If forwarding is disabled (**data\_hazard\_stalling** function is used in this case to detect data hazards), and if the new instruction can not be added, a stall is added, else the new instruction is added to the set of instructions under implementation. On the other hand, if forwarding is enabled (**data\_hazard\_forwarding** function is used in this case to detect data hazards and do forwarding), we check for all the possible data hazards that could take place and the data forwarding that would solve them, namely E to E, M to E, E to D, M to D, and M to M. If there is a data hazard that can not be solved, we add it a stall to the pipeline. If there is no data hazard, the instruction is added directly to the instructions to be implemented list. The PC is updated accordingly.

* **Control Hazards -** There is no separate function for handling control hazards; instead, they are managed within the fetch and decode stage using the BTB class. In case, control hazards are there, appropriate stalls are added.

## Simulator flow

It consists of the following steps:

1. The memory is loaded with an input memory file, and the knobs are set using the GUI.
2. If pipelining is not enabled, instructions are executed one by one.
3. If pipelining is enabled
   1. Each instruction is added to the pipeline queue one by one for fetch. The queue has a length of 5, and every instruction is at a different stage at a time.
   2. Before each cycle, this queue is sent to the Hazard detection unit to check if it has a Data Hazard. If forwarding is not enabled, dummy instructions are added in between (stalling) to tackle the hazard; if forwarding is enabled, data is forwarded from produced instruction to consumer instruction, and a stall is added if the data hazard cannot be resolved.
   3. Each control/jump instruction is first added to BTB and predicted if reencountered using BTFNT static branch prediction model. Further, jumps are predicted as always Taken.

There is an infinite loop that simulates all the instructions until the instruction sequence reads “subw x1, x1, x1”.

Next, we describe the implementation of fetch, decode, execute, memory, and write-back function.

# Implementation

## Fetch

This is the first stage of instruction implementation. In this stage, the instruction is fetched from memory using the Program counter, generally referred to as PC, which essentially contains that instruction’s address.

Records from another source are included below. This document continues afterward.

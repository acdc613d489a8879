use crate::models::FileRecord;
use anyhow::Result;
use serde::{Deserialize, Serialize};
use std::path::Path;
use walkdir::WalkDir;

/// 本地收集边界：避免被巨型目录拖垮（且不会跟随符号链接）
#[derive(Debug, Clone, PartialEq, Eq, Serialize, Deserialize)]
#[serde(default)]
pub struct GatherOptions {
    pub max_depth: usize,
    pub max_files: usize,
    /// 常见大目录（依赖/构建产物），默认不深入扫描
    pub skip_dirs: Vec<String>,
}

impl Default for GatherOptions {
    fn default() -> Self {
        Self {
            max_depth: 20,
            max_files: 2000,
            skip_dirs: [
                ".git",
                "node_modules",
                "target",
                "dist",
                "build",
                "__pycache__",
                ".venv",
                "venv",
            ]
            .iter()
            .map(|s| s.to_string())
            .collect(),
        }
    }
}

pub struct LocalGatherer {
    options: GatherOptions,
}

impl LocalGatherer {
    pub fn new(options: GatherOptions) -> Self {
        Self { options }
    }

    /// 收集本地文件或目录下的文件记录
    pub fn gather(&self, local_path: &Path) -> Result<Vec<FileRecord>> {
        if local_path.is_file() {
            let size = std::fs::metadata(local_path)?.len();
            return Ok(vec![FileRecord::local(local_path.to_string_lossy(), size)]);
        }
        if !local_path.is_dir() {
            anyhow::bail!("Path does not exist: {}", local_path.display());
        }

        let mut records = Vec::new();
        let mut iter = WalkDir::new(local_path)
            .follow_links(false)
            .max_depth(self.options.max_depth)
            .sort_by_file_name()
            .into_iter();

        while let Some(next) = iter.next() {
            let entry = match next {
                Ok(e) => e,
                Err(e) => {
                    log::warn!("Failed to read directory entry under {:?}: {}", local_path, e);
                    continue;
                }
            };

            if entry.file_type().is_dir() {
                if let Some(name) = entry.file_name().to_str() {
                    if entry.depth() > 0 && self.options.skip_dirs.iter().any(|d| d == name) {
                        log::debug!("Skipping directory: {:?}", entry.path());
                        iter.skip_current_dir();
                    }
                }
                continue;
            }

            if !entry.file_type().is_file() {
                continue;
            }

            if records.len() >= self.options.max_files {
                log::warn!(
                    "Too many files under {:?}, stopping at {}",
                    local_path,
                    self.options.max_files
                );
                break;
            }

            let size = match entry.metadata() {
                Ok(meta) => meta.len(),
                Err(e) => {
                    log::warn!("Failed to stat {:?}: {}", entry.path(), e);
                    0
                }
            };
            records.push(FileRecord::local(entry.path().to_string_lossy(), size));
        }

        log::info!("Gathered {} files from '{}'.", records.len(), local_path.display());
        Ok(records)
    }
}

impl Default for LocalGatherer {
    fn default() -> Self {
        Self::new(GatherOptions::default())
    }
}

After that, the control signals for PC update are set to default.

The above is done similar to as it was done in Phase 1 . For Phase 2 the additional things to be taken into consideration are the following . If the instruction is a dummy instruction , that is an instruction added just to handle hazards and not doing anything as specific , nothing is done . We simply skip to the next step . Secondly we also need to maintain a Branch Target Buffer (BTB) (a btb class has already been made specifically for this purpose and its functioning has been explained already above in BTB section). If the source instruction PC is there in BTB we predict accordingly whether the target branch will be taken or not and accordingly modify the next\_pc variable .

## Decode

The decode step is the second step of the overall implementation. In this step, the hexadecimal value which was previously fetched from the PC is decoded. In other words, information about the opcode, function 3, and function 7 is extracted, and we finally get to know which operation we need to perform and the concerned registers and immediate of the operation. Furthermore, the values of the registers are read if required.

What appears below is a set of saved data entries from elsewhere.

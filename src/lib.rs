pub mod commands;
pub mod config;
pub mod error;
pub mod models;
pub mod security;
pub mod services;

pub use config::ScanConfig;
pub use error::{ScanError, ScanResult};
pub use models::{Category, FileRecord, Finding, RiskSummary, RiskTally, Severity};
pub use security::SecurityScanner;

use std::path::PathBuf;

/// 命令行入口：参数为待扫描的本地文件或目录
pub fn run() {
    // 初始化日志
    env_logger::Builder::from_env(env_logger::Env::default().default_filter_or("info")).init();

    let paths: Vec<PathBuf> = std::env::args_os().skip(1).map(PathBuf::from).collect();
    if paths.is_empty() {
        log::error!("No sources provided. Pass one or more local files or directories to scan.");
        return;
    }

    let config = ScanConfig::load();

    let summary = match commands::scan_local_paths(&paths, &config) {
        Ok(summary) => summary,
        Err(e) => {
            log::error!("Scan failed: {:#}", e);
            return;
        }
    };

    for line in commands::render_summary(&summary).lines() {
        log::info!("{}", line);
    }

    match commands::summary_json(&summary) {
        Ok(json) => println!("{}", json),
        Err(e) => log::error!("{:#}", e),
    }

    if let Some(report_path) = &config.report_path {
        if let Err(e) = commands::write_report(&summary, report_path) {
            log::error!("{:#}", e);
        }
    }
}
use thiserror::Error;

/// 扫描核心的错误类型
#[derive(Debug, Error)]
pub enum ScanError {
    /// 文件字节不可达或不可读，对应文件被标记为跳过
    #[error("failed to load {path}: {source}")]
    Load {
        path: String,
        #[source]
        source: std::io::Error,
    },

    #[error("invalid rule pattern `{pattern}`: {source}")]
    InvalidPattern {
        pattern: String,
        #[source]
        source: regex::Error,
    },

    #[error("failed to build literal matcher: {0}")]
    Matcher(#[from] aho_corasick::BuildError),

    #[error("unknown detector `{0}` in applicability table")]
    UnknownDetector(String),
}

pub type ScanResult<T> = std::result::Result<T, ScanError>;
use crate::error::ScanResult;
use crate::models::{
    Category, FileOutcome, FileRecord, FileStatus, RiskSummary, RiskTally, ScoredFinding,
};
use crate::security::content::{ContentLoader, ContentView};
use crate::security::registry::DetectorRegistry;
use crate::security::rules::RuleSet;
use crate::security::severity::SeverityClassifier;
use crate::security::FileClassifier;
use crate::services::ByteReader;
use chrono::Utc;
use rayon::prelude::*;
use sha2::{Digest, Sha256};
use std::any::Any;
use std::collections::BTreeMap;
use std::panic::{self, AssertUnwindSafe};
use std::sync::Arc;
use std::time::{Duration, Instant};
use uuid::Uuid;

#[derive(Debug, Clone, Copy, Default)]
pub struct ScanOptions {
    /// 工作线程数，0 表示使用 rayon 默认值
    pub workers: usize,
    /// 批次时限：超时后尚未开始的文件标记为跳过，已完成的结果保留
    pub batch_timeout: Option<Duration>,
}

/// 单个文件的流水线结果
struct FileScan {
    outcome: FileOutcome,
    findings: Vec<ScoredFinding>,
    tally: RiskTally,
}

/// 每个工作线程私有的累加器，结束时统一合并
#[derive(Default)]
struct BatchAccumulator {
    tally: RiskTally,
    findings: Vec<ScoredFinding>,
    files: Vec<FileOutcome>,
}

impl BatchAccumulator {
    fn absorb(mut self, scan: FileScan) -> Self {
        self.tally = self.tally.merge(scan.tally);
        self.findings.extend(scan.findings);
        self.files.push(scan.outcome);
        self
    }

    fn merge(mut self, other: Self) -> Self {
        self.tally = self.tally.merge(other.tally);
        self.findings.extend(other.findings);
        self.files.extend(other.files);
        self
    }
}

pub struct SecurityScanner {
    registry: DetectorRegistry,
    severity: SeverityClassifier,
    loader: ContentLoader,
    options: ScanOptions,
}

impl SecurityScanner {
    pub fn new(
        registry: DetectorRegistry,
        severity: SeverityClassifier,
        loader: ContentLoader,
        options: ScanOptions,
    ) -> Self {
        Self {
            registry,
            severity,
            loader,
            options,
        }
    }

    /// 由规则集构建扫描器（规则中的正则在此编译）
    pub fn from_rules(
        rules: &RuleSet,
        reader: Arc<dyn ByteReader>,
        options: ScanOptions,
    ) -> ScanResult<Self> {
        Ok(Self::new(
            DetectorRegistry::from_rules(rules)?,
            SeverityClassifier::new(&rules.severity_rules),
            ContentLoader::new(reader),
            options,
        ))
    }

    /// 批量扫描：单个文件失败不会中断批次，始终返回汇总
    pub fn scan_records(&self, records: &[FileRecord]) -> RiskSummary {
        let started_at = Utc::now();
        let scan_id = Uuid::new_v4();
        log::info!("Starting adversarial threat scan {} over {} files...", scan_id, records.len());
        Self::log_census(records);

        let deadline = self.options.batch_timeout.map(|t| Instant::now() + t);

        let acc = match rayon::ThreadPoolBuilder::new()
            .num_threads(self.options.workers)
            .build()
        {
            Ok(pool) => pool.install(|| self.scan_parallel(records, deadline)),
            Err(e) => {
                log::warn!("Failed to build worker pool, scanning sequentially: {}", e);
                records
                    .iter()
                    .map(|r| self.process_record(r, deadline))
                    .fold(BatchAccumulator::default(), BatchAccumulator::absorb)
            }
        };

        let summary = RiskSummary {
            scan_id,
            started_at,
            finished_at: Utc::now(),
            tally: acc.tally,
            findings: acc.findings,
            files: acc.files,
        };
        log::info!(
            "Workflow complete. {} files scanned, {} skipped, {} findings.",
            summary.files_scanned(),
            summary.files_skipped(),
            summary.findings.len()
        );
        summary
    }

    fn scan_parallel(&self, records: &[FileRecord], deadline: Option<Instant>) -> BatchAccumulator {
        records
            .par_iter()
            .map(|record| self.process_record(record, deadline))
            .fold(BatchAccumulator::default, BatchAccumulator::absorb)
            .reduce(BatchAccumulator::default, BatchAccumulator::merge)
    }

    /// 扫描调用方提供的文本内容（不经过字节来源）
    pub fn scan_content(&self, file_path: &str, content: &str) -> Vec<ScoredFinding> {
        let record = FileRecord::new("memory", file_path, content.len() as u64);
        let category = FileClassifier::classify(&record);
        let view = ContentView::from_bytes(content.as_bytes().to_vec(), category);
        self.detect_and_score(&record, category, &view)
    }

    fn log_census(records: &[FileRecord]) {
        let mut census: BTreeMap<Category, usize> = BTreeMap::new();
        for record in records {
            *census.entry(FileClassifier::classify(record)).or_default() += 1;
        }
        log::info!("Categorized files:");
        for category in Category::ALL {
            log::info!("  {}: {}", category, census.get(&category).copied().unwrap_or(0));
        }
    }

    /// 单文件流水线：Classified -> Loaded -> Detected -> Scored -> Aggregated -> Done
    fn process_record(&self, record: &FileRecord, deadline: Option<Instant>) -> FileScan {
        let category = FileClassifier::classify(record);
        log::info!("Scanning {} (Category: {})...", record.path, category);
        log::debug!("File size: {} bytes.", record.size);

        if deadline.is_some_and(|d| Instant::now() >= d) {
            log::warn!("Skipping {}: batch deadline exceeded", record.path);
            return Self::skipped(record, category, "batch deadline exceeded".to_string());
        }

        let content = match self.loader.load(record, category) {
            Ok(content) => content,
            Err(e) => {
                log::error!("{}", e);
                return Self::skipped(record, category, e.to_string());
            }
        };

        let findings = self.detect_and_score(record, category, &content);

        let mut tally = RiskTally::new();
        for scored in &findings {
            tally.record(scored.category, scored.severity);
            log::warn!("[{}] {}", scored.severity, scored.finding.message);
        }
        log::debug!("File {} passed all scans ({} findings).", record.path, findings.len());

        FileScan {
            outcome: FileOutcome {
                path: record.path.clone(),
                source_type: record.source_type.clone(),
                category,
                size: record.size,
                status: FileStatus::Done,
                checksum: Some(Self::calculate_checksum(content.as_bytes())),
                findings: findings.len(),
            },
            findings,
            tally,
        }
    }

    fn detect_and_score(
        &self,
        record: &FileRecord,
        category: Category,
        content: &ContentView,
    ) -> Vec<ScoredFinding> {
        let mut findings = Vec::new();
        // 检测器出错或 panic 只影响它自己在这个文件上的结果
        for detector in self.registry.detectors_for(category) {
            let outcome =
                panic::catch_unwind(AssertUnwindSafe(|| detector.detect(&record.path, content)));
            match outcome {
                Ok(Ok(found)) => findings.extend(found),
                Ok(Err(e)) => {
                    log::error!("Detector {} failed on {}: {:#}", detector.name(), record.path, e);
                }
                Err(payload) => {
                    log::error!(
                        "Detector {} panicked on {}: {}",
                        detector.name(),
                        record.path,
                        panic_message(payload.as_ref())
                    );
                }
            }
        }

        findings
            .into_iter()
            .map(|finding| {
                let severity = self.severity.classify(&finding.message);
                ScoredFinding {
                    finding,
                    category,
                    severity,
                }
            })
            .collect()
    }

    fn skipped(record: &FileRecord, category: Category, reason: String) -> FileScan {
        FileScan {
            outcome: FileOutcome {
                path: record.path.clone(),
                source_type: record.source_type.clone(),
                category,
                size: record.size,
                status: FileStatus::Skipped { reason },
                checksum: None,
                findings: 0,
            },
            findings: Vec::new(),
            tally: RiskTally::new(),
        }
    }

    /// 计算内容校验和
    pub fn calculate_checksum(content: &[u8]) -> String {
        let mut hasher = Sha256::new();
        hasher.update(content);
        hex::encode(hasher.finalize())
    }
}

fn panic_message(payload: &(dyn Any + Send)) -> &str {
    payload
        .downcast_ref::<&str>()
        .copied()
        .or_else(|| payload.downcast_ref::<String>().map(String::as_str))
        .unwrap_or("non-string panic payload")
}
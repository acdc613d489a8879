fn main() {
    artifact_guard_lib::run()
}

For this step’s smooth execution, we have created a .csv file, namely Instruction\_Set\_List.csv, which contains a list of all the instructions we need to execute as a part of this project along with their opcodes, function 3, function 7, and their types. Using this file, we sequentially match the fetched instruction to all the columns until we get a matching result, which indeed is the operation to be performed, and thus we extract the rs1, rs2, rd, func3, func7, opcode, and imm for the desired type of instruction.

Also, we set the write\_back\_signal in cases where we need to write the data back in the destination register and set it to true in corresponding cases like R instructions, I instructions, U and UJ type instructions.

In continuation of the above tasks performed in the Decode step in accordance with Phase 1 , we have the following additional things to take into account in Phase 2 . We simply skip to the next step if it's a dummy instruction . Secondly if the pipelined is enabled , and the instructions under being processed is decode instruction , we update the next pc . Moreover if the given instruction has already been encountered , i.e. its present in BTB , we update the next\_pc , check if our prediction is correct or not and accordingly modify the target associated with the current instruction in PC .

## Execute

This is the third step of instruction execution. It can be considered the main step of the overall execution because we now know what ALU operations are to perform. A detailed explanation for each type of instruction is given below:

**R type Instructions:** In this case, the hex values of rs1 and rs2 (denoting register1 and register2) are converted to integers, then they are operated upon (added in case of add, subtracted in case of ‘sub’, and similarly others), and the hex value of the result is stored in the ‘register\_data’ variable for the write-back procedure.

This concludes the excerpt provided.